Une fois le silence rétabli et les faisceaux formés : En place ! repos ! commandèrent les officiers. Puis enfin, l’ordre fut donné de rompre les rangs, mais sans s’éloigner, la halte n’étant que de dix minutes.

Quelques marchandes portant des provisions, qui depuis le matin n’avaient pas lâché la colonne, s’approchèrent pour débiter leurs victuailles : pain, saucisson, eau-de-vie, vin ou lait. Le commandant, qui redoutait sans doute, la concurrence pour la cantine donna ordre de les chasser. Mais en se faufilant derrière les rangs, elles ne tardèrent pas à écouler leur marchandise.

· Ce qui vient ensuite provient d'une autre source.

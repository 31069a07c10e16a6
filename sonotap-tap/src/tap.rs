//! Audio tap ring buffer
//!
//! Fixed-capacity ring of PCM16 little-endian bytes between the mixing
//! engine (single writer, real-time callback) and the capture task (single
//! reader).
//!
//! Design:
//! - Capacity = sample rate × channels × 2 bytes × window seconds, fixed at
//!   construction; the ring never grows
//! - Overwrite-oldest: a write that does not fit discards the oldest unread
//!   whole frames, so the reader always sees the freshest audio
//! - Float → PCM16 quantization happens in a writer-only scratch buffer; the
//!   ring lock is held only for the slice push/pop
//! - Every write signals `data available` for waiting readers

use crate::error::{Error, Result};
use parking_lot::Mutex;
use ringbuf::{traits::*, HeapRb};
use sonotap_common::config::AudioFormat;
use std::sync::atomic::{AtomicBool, AtomicU64, Ordering};
use tokio::sync::Notify;
use tracing::{debug, warn};

/// Scratch pre-sized for this many samples per write
const DEFAULT_SCRATCH_SAMPLES: usize = 8192;

/// PCM16 ring buffer fed by the mixing engine
pub struct AudioTapBuffer {
    format: AudioFormat,

    /// Byte ring (lock held only for pointer bookkeeping and the slice copy)
    ring: Mutex<HeapRb<u8>>,

    capacity: usize,

    /// Writer-only quantization buffer
    scratch: Mutex<Vec<u8>>,

    data_available: Notify,

    /// Engine reports whether it is currently producing audio
    active: AtomicBool,

    /// Total bytes discarded by overwrite-oldest
    overwritten_bytes: AtomicU64,
}

impl AudioTapBuffer {
    /// Create a tap holding `window_seconds` of audio
    pub fn new(format: AudioFormat, window_seconds: u32) -> Result<Self> {
        if format.sample_rate == 0 {
            return Err(Error::InvalidSampleRate(format.sample_rate));
        }
        if format.channels == 0 {
            return Err(Error::Config("channel count must be positive".to_string()));
        }
        if window_seconds == 0 {
            return Err(Error::Config("tap window must be at least one second".to_string()));
        }

        let capacity = format.byte_rate() * window_seconds as usize;
        debug!(
            "Creating audio tap: {} bytes ({}s @ {} Hz x {} ch)",
            capacity, window_seconds, format.sample_rate, format.channels
        );

        Ok(Self {
            format,
            ring: Mutex::new(HeapRb::new(capacity)),
            capacity,
            scratch: Mutex::new(Vec::with_capacity(DEFAULT_SCRATCH_SAMPLES * 2)),
            data_available: Notify::new(),
            active: AtomicBool::new(false),
            overwritten_bytes: AtomicU64::new(0),
        })
    }

    pub fn format(&self) -> AudioFormat {
        self.format
    }

    /// Fixed capacity in bytes
    pub fn capacity(&self) -> usize {
        self.capacity
    }

    /// Append interleaved float samples
    ///
    /// Samples are clamped to [-1, 1] and quantized to PCM16. When the ring
    /// is full the oldest unread frames are overwritten. Returns the number
    /// of bytes accepted into the ring.
    pub fn write(&self, samples: &[f32]) -> usize {
        if samples.is_empty() {
            return 0;
        }

        let mut scratch = self.scratch.lock();
        scratch.clear();
        for &sample in samples {
            let pcm = (sample.clamp(-1.0, 1.0) * i16::MAX as f32).round() as i16;
            scratch.extend_from_slice(&pcm.to_le_bytes());
        }

        let frame = self.format.frame_bytes();

        // Only the newest whole frames of an oversized write can survive;
        // the cut is made on a frame boundary of the write itself
        let bytes: &[u8] = if scratch.len() > self.capacity {
            let start = (scratch.len() - self.capacity).div_ceil(frame) * frame;
            &scratch[start..]
        } else {
            &scratch[..]
        };

        let discarded = {
            let mut ring = self.ring.lock();
            let vacant = ring.vacant_len();
            let discarded = if bytes.len() > vacant {
                let overflow = bytes.len() - vacant;
                let rounded = overflow.div_ceil(frame) * frame;
                let occupied = ring.occupied_len();
                ring.skip(rounded.min(occupied))
            } else {
                0
            };
            ring.push_slice(bytes);
            discarded
        };

        let pushed = bytes.len();
        drop(scratch);

        if discarded > 0 {
            let total = self.overwritten_bytes.fetch_add(discarded as u64, Ordering::Relaxed)
                + discarded as u64;
            // Rate-limit: log roughly once per second of lost audio
            let byte_rate = self.format.byte_rate() as u64;
            if (total - discarded as u64) / byte_rate != total / byte_rate {
                warn!("Audio tap overwrote unread audio (total: {} bytes)", total);
            }
        }

        self.data_available.notify_one();
        pushed
    }

    /// Copy up to `buf.len()` bytes out; never blocks, returns 0 when empty
    pub fn read(&self, buf: &mut [u8]) -> usize {
        self.ring.lock().pop_slice(buf)
    }

    /// Bytes currently buffered
    pub fn available(&self) -> usize {
        self.ring.lock().occupied_len()
    }

    /// Drop everything buffered
    pub fn clear(&self) {
        let mut ring = self.ring.lock();
        let occupied = ring.occupied_len();
        ring.skip(occupied);
    }

    /// Wait until the next write (or return immediately if one happened
    /// since the last wait)
    pub async fn notified(&self) {
        self.data_available.notified().await;
    }

    pub fn set_active(&self, active: bool) {
        let was = self.active.swap(active, Ordering::AcqRel);
        if was != active {
            debug!(active, "Audio tap source state changed");
        }
    }

    pub fn is_active(&self) -> bool {
        self.active.load(Ordering::Acquire)
    }

    pub fn overwritten_bytes(&self) -> u64 {
        self.overwritten_bytes.load(Ordering::Relaxed)
    }
}

/// Decode PCM16 little-endian bytes into normalized floats
pub fn pcm16_to_f32(bytes: &[u8]) -> Vec<f32> {
    bytes
        .chunks_exact(2)
        .map(|pair| i16::from_le_bytes([pair[0], pair[1]]) as f32 / 32768.0)
        .collect()
}

#[cfg(test)]
mod tests {
    use super::*;

    fn tap(sample_rate: u32, channels: u16, seconds: u32) -> AudioTapBuffer {
        AudioTapBuffer::new(AudioFormat { sample_rate, channels }, seconds).unwrap()
    }

    #[test]
    fn test_capacity_is_fixed_from_format() {
        let tap = tap(44100, 2, 15);
        assert_eq!(tap.capacity(), 44100 * 2 * 2 * 15);
        assert_eq!(tap.available(), 0);
    }

    #[test]
    fn test_write_then_partial_read() {
        let tap = tap(100, 1, 1); // 200 bytes
        let written = tap.write(&[0.5; 50]);
        assert_eq!(written, 100);
        assert_eq!(tap.available(), 100);

        let mut buf = [0u8; 40];
        assert_eq!(tap.read(&mut buf), 40);
        assert_eq!(tap.available(), 60);
    }

    #[test]
    fn test_read_empty_returns_zero() {
        let tap = tap(100, 2, 1);
        let mut buf = [0u8; 16];
        assert_eq!(tap.read(&mut buf), 0);
    }

    #[test]
    fn test_samples_are_clamped_and_quantized() {
        let tap = tap(100, 1, 1);
        tap.write(&[2.0, -2.0, 0.0, 0.5]);

        let mut buf = [0u8; 8];
        assert_eq!(tap.read(&mut buf), 8);
        let values: Vec<i16> = buf
            .chunks_exact(2)
            .map(|p| i16::from_le_bytes([p[0], p[1]]))
            .collect();
        assert_eq!(values, vec![32767, -32767, 0, 16384]);
    }

    #[test]
    fn test_overflow_overwrites_oldest() {
        let tap = tap(4, 1, 1); // 8 bytes = 4 samples
        tap.write(&[0.1, 0.2, 0.3, 0.4]);
        tap.write(&[0.5, 0.6]);

        assert_eq!(tap.available(), 8);
        assert_eq!(tap.overwritten_bytes(), 4);

        let mut buf = [0u8; 8];
        tap.read(&mut buf);
        let samples = pcm16_to_f32(&buf);
        assert!((samples[0] - 0.3).abs() < 1e-3);
        assert!((samples[3] - 0.6).abs() < 1e-3);
    }

    #[test]
    fn test_oversized_write_keeps_newest() {
        let tap = tap(2, 1, 1); // 4 bytes = 2 samples
        tap.write(&[0.1, 0.2, 0.3, 0.4, 0.5]);
        assert_eq!(tap.available(), 4);

        let mut buf = [0u8; 4];
        tap.read(&mut buf);
        let samples = pcm16_to_f32(&buf);
        assert!((samples[0] - 0.4).abs() < 1e-3);
        assert!((samples[1] - 0.5).abs() < 1e-3);
    }

    #[test]
    fn test_oversized_odd_write_starts_on_frame() {
        let tap = tap(4, 2, 1); // 16 bytes = 4 stereo frames
        // Nine samples: left positive, right negative, trailing half frame
        let samples: Vec<f32> = (0..9).map(|i| if i % 2 == 0 { 0.5 } else { -0.5 }).collect();
        tap.write(&samples);

        let mut buf = [0u8; 16];
        let n = tap.read(&mut buf);
        assert_eq!(n, 14);
        let decoded = pcm16_to_f32(&buf[..n]);
        assert!(decoded[0] > 0.0);
        assert!(decoded[1] < 0.0);
        assert!(decoded[6] > 0.0);
    }

    #[test]
    fn test_overwrite_keeps_frame_alignment() {
        let tap = tap(2, 2, 1); // 8 bytes = 2 stereo frames
        tap.write(&[0.1, -0.1, 0.2, -0.2]);
        tap.write(&[0.3]); // half a frame: whole oldest frame goes

        let mut buf = [0u8; 8];
        let n = tap.read(&mut buf);
        assert_eq!(n, 6);
        let samples = pcm16_to_f32(&buf[..n]);
        assert!((samples[0] - 0.2).abs() < 1e-3);
        assert!((samples[1] + 0.2).abs() < 1e-3);
    }

    #[test]
    fn test_clear_resets() {
        let tap = tap(100, 2, 1);
        tap.write(&[0.25; 64]);
        tap.clear();
        assert_eq!(tap.available(), 0);
        assert_eq!(tap.capacity(), 400);
    }

    #[test]
    fn test_active_flag() {
        let tap = tap(100, 2, 1);
        assert!(!tap.is_active());
        tap.set_active(true);
        assert!(tap.is_active());
    }

    #[test]
    fn test_invalid_format_rejected() {
        assert_eq!(
            AudioTapBuffer::new(AudioFormat { sample_rate: 0, channels: 2 }, 1).err(),
            Some(Error::InvalidSampleRate(0))
        );
        assert!(AudioTapBuffer::new(AudioFormat { sample_rate: 100, channels: 2 }, 0).is_err());
    }

    #[tokio::test]
    async fn test_write_wakes_waiter() {
        let tap = std::sync::Arc::new(tap(100, 1, 1));
        let waiter = {
            let tap = std::sync::Arc::clone(&tap);
            tokio::spawn(async move {
                tap.notified().await;
                tap.available()
            })
        };
        tokio::task::yield_now().await;
        tap.write(&[0.1; 10]);
        assert_eq!(waiter.await.unwrap(), 20);
    }
}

Ceux qui n’avaient pas le sou continuaient à regarder les chançards d’un œil d’envie, la gorge sèche, échauffés par la marche.

Dans le métier militaire, dans cette « grande famille », comme disent les thuriféraires de l’armée, on est loin d’être « frères ». Celui qui a de l’argent devient camarade de celui qui peut en avoir aussi. « As-tu deux sous, nous irons boire la goutte ? » Voilà les invitations que l’on entend, c’est comme cela que l’on « fade » avec son copain, mais en dehors de l’association de ceux qui ont, il n’y a plus d’amis.